◆ WORK TO COMPLETE
From the records below, please repeat exactly the line that has "let tuning = load_tuning_from_env();", the line that has "tracing_subscriber::fmt()", and every line between them, and nothing else.

Dataset records:
▬▬▬▬▬▬▬▬▬▬

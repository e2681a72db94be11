use std::path::Path;

use engine::{AudioSurface, Game, Lane, Tuning, TuningError};
use tracing::{debug, info, warn};
use tracing_subscriber::EnvFilter;

use super::prefs::{self, Preferences};

const TUNING_ENV_VAR: &str = "LANESIEGE_TUNING";

pub(crate) struct AppWiring {
    pub(crate) game: Game,
    pub(crate) prefs: Preferences,
}

pub(crate) fn build_app() -> Result<AppWiring, TuningError> {
    init_tracing();
    info!("=== Lane Siege Startup ===");

    let tuning = load_tuning_from_env();
    let prefs = prefs::load();
    let mut game = Game::new(tuning, Box::new(DebugAudio))?;
    game.restore_auto_buy(prefs.auto_buy_track());

    Ok(AppWiring { game, prefs })
}

fn init_tracing() {
    // Logs land on stderr so they never bleed into the alternate screen.
    let filter = EnvFilter::try_from_default_env().unwrap_or_else(|_| EnvFilter::new("info"));
    tracing_subscriber::fmt()
        .with_env_filter(filter)
        .with_writer(std::io::stderr)
        .with_target(false)
        .with_thread_names(true)
        .compact()
        .init();
}

fn load_tuning_from_env() -> Tuning {
    let Ok(path) = std::env::var(TUNING_ENV_VAR) else {
        return Tuning::default();
    };
    match Tuning::from_path(Path::new(&path)) {
        Ok(tuning) => {
            info!(path, "tuning_loaded");
            tuning
        }
        Err(error) => {
            warn!(error = %error, path, "tuning_rejected_using_defaults");
            Tuning::default()
        }
    }
}

/// Terminal builds carry no audio device, so cues land in the debug log
/// where the hooks stay observable.
struct DebugAudio;

impl AudioSurface for DebugAudio {
    fn play_note(&mut self, lane: Lane) {
        debug!(lane = lane.index(), "audio_note");
    }

    fn music_started(&mut self) {
        debug!("audio_music_started");
    }

    fn music_paused(&mut self) {
        debug!("audio_music_paused");
    }

    fn music_resumed(&mut self) {
        debug!("audio_music_resumed");
    }

    fn music_stopped(&mut self) {
        debug!("audio_music_stopped");
    }
}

▬▬▬▬▬▬▬▬▬▬

◆ RESPONSE TO THIS TASK
    let tuning = load_tuning_from_env();
    let prefs = prefs::load();
    let mut game = Game::new(tuning, Box::new(DebugAudio))?;
    game.restore_auto_buy(prefs.auto_buy_track());

    Ok(AppWiring { game, prefs })
}

fn init_tracing() {
    // Logs land on stderr so they never bleed into the alternate screen.
    let filter = EnvFilter::try_from_default_env().unwrap_or_else(|_| EnvFilter::new("info"));
    tracing_subscriber::fmt()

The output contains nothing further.